*WORK REQUIRED*. Exactly the lines from the opening of the records through the line containing "bind to address." should be copied, with both included.

· · · ·

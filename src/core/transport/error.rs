//! Transport error types.

use thiserror::Error;

/// Result type for transport operations.
pub type TransportResult<T> = Result<T, TransportError>;

/// Errors that can occur in transport operations.
#[derive(Debug, Error)]
pub enum TransportError {
    /// Failed to bind to address.
    #[error("Failed to bind to {address}: {source}")]
    BindError {
        address: String,
        #[source]
        source: std::io::Error,
    },

    /// Server initialization error.
    #[error("Server initialization error: {0}")]
    InitError(String),

    /// HTTP-specific error.
    #[error("HTTP error: {0}")]
    HttpError(String),

    /// Service error from rmcp.
    #[error("Service error: {0}")]
    ServiceError(String),
}

impl TransportError {
    /// Create a bind error.
    pub fn bind(address: impl Into<String>, source: std::io::Error) -> Self {
        Self::BindError {
            address: address.into(),
            source,
        }
    }

    /// Create an initialization error.
    pub fn init(msg: impl Into<String>) -> Self {
        Self::InitError(msg.into())
    }

    /// Create an HTTP error.
    pub fn http(msg: impl Into<String>) -> Self {
        Self::HttpError(msg.into())
    }

    /// Create a service error.
    pub fn service(msg: impl Into<String>) -> Self {
        Self::ServiceError(msg.into())
    }
}
//! Tool Router - builds the rmcp ToolRouter from the registry.
//!
//! The router serves every rmcp-driven transport (STDIO, SSE, streamable
//! HTTP). Each registered tool becomes one dynamic route that forwards the
//! call arguments to the tool's handler.

use futures::FutureExt;
use rmcp::{
    ErrorData as McpError,
    handler::server::tool::{ToolCallContext, ToolRoute, ToolRouter},
};

use super::ToolRegistry;

/// Build the tool router with all registered tools.
pub fn build_tool_router<S>(registry: &ToolRegistry) -> ToolRouter<S>
where
    S: Send + Sync + 'static,
{
    registry
        .entries()
        .iter()
        .fold(ToolRouter::new(), |router, entry| {
            let handler = entry.handler.clone();
            let route = ToolRoute::new_dyn(entry.tool.clone(), move |ctx: ToolCallContext<'_, S>| {
                let args = ctx.arguments.clone();
                let handler = handler.clone();
                async move { handler.call(args.as_ref()).map_err(McpError::from) }.boxed()
            });
            router.with_route(route)
        })
}

#[cfg(test)]
mod tests {
    use super::*;
    use crate::domains::tools::definitions::DadJokeTool;
    use std::sync::Arc;

    struct TestServer {}

    fn test_registry() -> ToolRegistry {
        ToolRegistry::with_builtin_tools(Arc::new(DadJokeTool::seeded(9))).unwrap()
    }

    #[test]
    fn test_build_router() {
        let router: ToolRouter<TestServer> = build_tool_router(&test_registry());
        let tools = router.list_all();
        assert_eq!(tools.len(), 2);

        let names: Vec<_> = tools.iter().map(|t| t.name.as_ref()).collect();
        assert!(names.contains(&"add"));
        assert!(names.contains(&"dad_joke"));
    }

    #[test]
    fn test_registry_matches_router() {
        // Ensure registry and router have the same tools
        let registry = test_registry();
        let registry_names = registry.tool_names();

        let router: ToolRouter<TestServer> = build_tool_router(&registry);
        let router_tools = router.list_all();
        let router_names: Vec<_> = router_tools.iter().map(|t| t.name.as_ref()).collect();

        assert_eq!(registry_names.len(), router_names.len());
        for name in registry_names {
            assert!(router_names.contains(&name));
        }
    }
}
//! REST convenience endpoints and liveness probes.
//!
//! These bypass the tool registry and answer with plain JSON. All of them
//! accept any HTTP method.

use axum::{
    Json,
    extract::{RawQuery, State},
    response::{IntoResponse, Response},
};
use chrono::{SecondsFormat, Utc};
use http::StatusCode;
use serde_json::{Value, json};
use tracing::{debug, warn};

use super::AppState;

/// Error body returned by `/api/add` on bad input.
pub const ADD_USAGE_ERROR: &str = "Invalid parameters. Use: /api/add?a=5&b=3";

/// Health check endpoint.
pub async fn health(State(state): State<AppState>) -> Json<Value> {
    Json(json!({
        "status": "healthy",
        "service": state.server().name(),
        "version": state.server().version(),
        "time": Utc::now().to_rfc3339_opts(SecondsFormat::Secs, true),
    }))
}

/// Readiness endpoint.
pub async fn ready() -> Json<Value> {
    Json(json!({ "status": "ready" }))
}

/// Random joke endpoint.
pub async fn joke(State(state): State<AppState>) -> Json<Value> {
    Json(json!({ "joke": state.server().jokes().joke() }))
}

/// Addition endpoint: `/api/add?a=5&b=3`.
pub async fn add(RawQuery(query): RawQuery) -> Response {
    match parse_add_query(query.as_deref().unwrap_or_default()) {
        Some((a, b, result)) => {
            debug!("/api/add {} + {} = {}", a, b, result);
            Json(json!({ "a": a, "b": b, "result": result })).into_response()
        }
        None => {
            warn!("/api/add rejected query: {:?}", query);
            (
                StatusCode::BAD_REQUEST,
                Json(json!({ "error": ADD_USAGE_ERROR })),
            )
                .into_response()
        }
    }
}

/// Parse `a` and `b` from a query string as base-10 integers and add them.
///
/// Only the first value of each key counts. Floats, missing keys and sums
/// outside the `i64` range are rejected.
pub fn parse_add_query(query: &str) -> Option<(i64, i64, i64)> {
    let pairs: Vec<(String, String)> = serde_urlencoded::from_str(query).unwrap_or_default();
    let first = |key: &str| {
        pairs
            .iter()
            .find(|(k, _)| k == key)
            .and_then(|(_, v)| v.parse::<i64>().ok())
    };

    let a = first("a")?;
    let b = first("b")?;
    Some((a, b, a.checked_add(b)?))
}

· · · ·

*ANSWER*.
filename src/core/transport/error.rs
//! Transport error types.

use thiserror::Error;

/// Result type for transport operations.
pub type TransportResult<T> = Result<T, TransportError>;

/// Errors that can occur in transport operations.
#[derive(Debug, Error)]
pub enum TransportError {
    /// Failed to bind to address.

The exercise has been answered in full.